Everyone knows the old adage that it takes a village to raise a child. Well, the longer I’m a mother, the more I realize that it also takes a village to raise a mother.
As women and mothers, we need each other, every single day. When our babies are young, we need each other for advice. We turn to each other to learn how to get our little ones on a sleep schedule, what to feed them and how best to nurse.
We rely on each other for playdates to keep our sanity when we’re in that terrible stage where our babies can’t do much but we’re going to go nuts if we have to put the shapes in the shape shorter one more time.
As our kids grow, we arrange carpools, freezer meal swaps and outings to lighten our loads. We pass down clothing, suggestions and expert mother diagnoses on what that weird rash might be. We take turns babysitting so we can see our spouses occasionally, and we squeeze in girls’ nights so we can feel like someone other than Mom once in a while.
In so many ways, we help each other through this journey of motherhood. But perhaps the greatest thing we get from this mommy network is the sense that we’re not alone. Motherhood can be a very isolating job. We work in our homes, and our efforts usually go unnoticed because they’re just prat of the everyday flow of life in our families.
So we turn to each other, for support, for affirmation, for a reminder that we’re all just doing the best we can. We’re finding our way together, stumbling, failing and helping each other back up.

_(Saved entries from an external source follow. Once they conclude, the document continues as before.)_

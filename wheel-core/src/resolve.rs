use std::f64::consts::{PI, TAU};

use crate::layout::arc_size;
use crate::model::Segment;

/// Fixed pointer position: top of the dial, in the canvas convention where
/// angle 0 points right and angles grow clockwise.
pub const POINTER_ANGLE: f64 = 1.5 * PI;

/// Normalize an angle into `[0, 2π)`. The double modulo guards against the
/// negative results Rust's `%` produces for negative input; every angle
/// comparison in the crate goes through here.
pub fn normalize_angle(a: f64) -> f64 {
    ((a % TAU) + TAU) % TAU
}

/// Shared index primitive: which wedge of a `ring_len`-wedge ring contains
/// `relative` (an angle measured against the ring's own frame). The final
/// `% ring_len` keeps a float landing exactly on 2π in range.
fn sector_index(ring_len: usize, relative: f64) -> usize {
    (normalize_angle(relative) / arc_size(ring_len)).floor() as usize % ring_len
}

/// Wedge under the fixed pointer for the given rotation.
pub fn winner_index(ring_len: usize, rotation: f64) -> usize {
    sector_index(ring_len, POINTER_ANGLE - rotation)
}

/// Wedge under a click at pixel offset (`dx`, `dy`) from the wheel center.
pub fn click_index(ring_len: usize, rotation: f64, dx: f64, dy: f64) -> usize {
    let angle = dy.atan2(dx);
    sector_index(ring_len, angle - rotation)
}

/// `winner_index`, returning the segment itself. Callers must not pass an
/// empty ring.
pub fn resolve_winner(ring: &[Segment], rotation: f64) -> &Segment {
    &ring[winner_index(ring.len(), rotation)]
}

/// `click_index`, returning the segment itself. Callers must not pass an
/// empty ring.
pub fn resolve_click(ring: &[Segment], rotation: f64, dx: f64, dy: f64) -> &Segment {
    &ring[click_index(ring.len(), rotation, dx, dy)]
}

#[cfg(test)]
mod tests {
    use super::*;
    use std::f64::consts::FRAC_PI_2;

    #[test]
    fn normalize_maps_into_unit_circle() {
        for a in [-100.0, -TAU, -1e-9, 0.0, 1.5, TAU, 123456.789] {
            let n = normalize_angle(a);
            assert!((0.0..TAU).contains(&n), "{a} -> {n}");
        }
        assert!((normalize_angle(-FRAC_PI_2) - 1.5 * PI).abs() < 1e-12);
    }

    #[test]
    fn four_wedges_rotation_zero_picks_index_three() {
        // arc = π/2, pointer at 3π/2 -> floor((3π/2)/(π/2)) = 3
        assert_eq!(winner_index(4, 0.0), 3);
    }

    #[test]
    fn four_wedges_quarter_turn_picks_index_two() {
        // normalized pointer angle = π -> index 2
        assert_eq!(winner_index(4, FRAC_PI_2), 2);
    }

    #[test]
    fn winner_in_range_for_any_rotation() {
        for len in [1, 2, 5, 12] {
            for rot in [-1e9, -123.4, -TAU, -0.001, 0.0, 0.001, TAU, 987654.3, 1e9] {
                assert!(winner_index(len, rot) < len);
            }
        }
    }

    #[test]
    fn click_pointing_right_with_no_rotation_hits_first_wedge() {
        assert_eq!(click_index(4, 0.0, 100.0, 0.0), 0);
    }

    #[test]
    fn click_tracks_rotation() {
        // After a quarter turn clockwise, the wedge that started at angle 0
        // sits under a click pointing straight down.
        assert_eq!(click_index(4, FRAC_PI_2, 0.0, 100.0), 0);
    }

    #[test]
    fn resolvers_agree_with_indices() {
        let ring: Vec<Segment> = ["A", "B", "C", "D"]
            .iter()
            .map(|l| Segment::new(*l, *l, "#fff"))
            .collect();
        assert_eq!(resolve_winner(&ring, 0.0).label, "D");
        assert_eq!(resolve_winner(&ring, FRAC_PI_2).label, "C");
        assert_eq!(resolve_click(&ring, 0.0, 1.0, 0.0).label, "A");
    }

    #[test]
    fn full_turns_do_not_change_the_winner() {
        for len in [3, 4, 7] {
            for k in 1..5 {
                assert_eq!(
                    winner_index(len, 0.37),
                    winner_index(len, 0.37 + k as f64 * TAU)
                );
            }
        }
    }
}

In the last two years, the shape of my motherhood has shifted somewhat after news that my first book would be published. This was my dream, and I wasn’t sure how I could make it all work while still being the kind of mother I wanted to be for my children.
Enter my village. My neighbors and friends rallied around me with offers of help. They watched my kids after school. They brought me dinners. They laughed with me, cried with me and were there at a moment’s notice when I needed help.

And last week, when that book officially launched into the world, they showed up to celebrate my achievement. And like mothers do, they showed up early to help set up and stayed late to help clean. One even curled my hair, and some dressed up to look like the cover of my book, “Scars Like Wings.”
As I looked out at their smiling faces, I was reminded again how much we all need each other. As mothers. As humans. I can’t do this journey alone, and thankfully, I don’t have to. No matter what, I have my village of mothers — of women — by my side.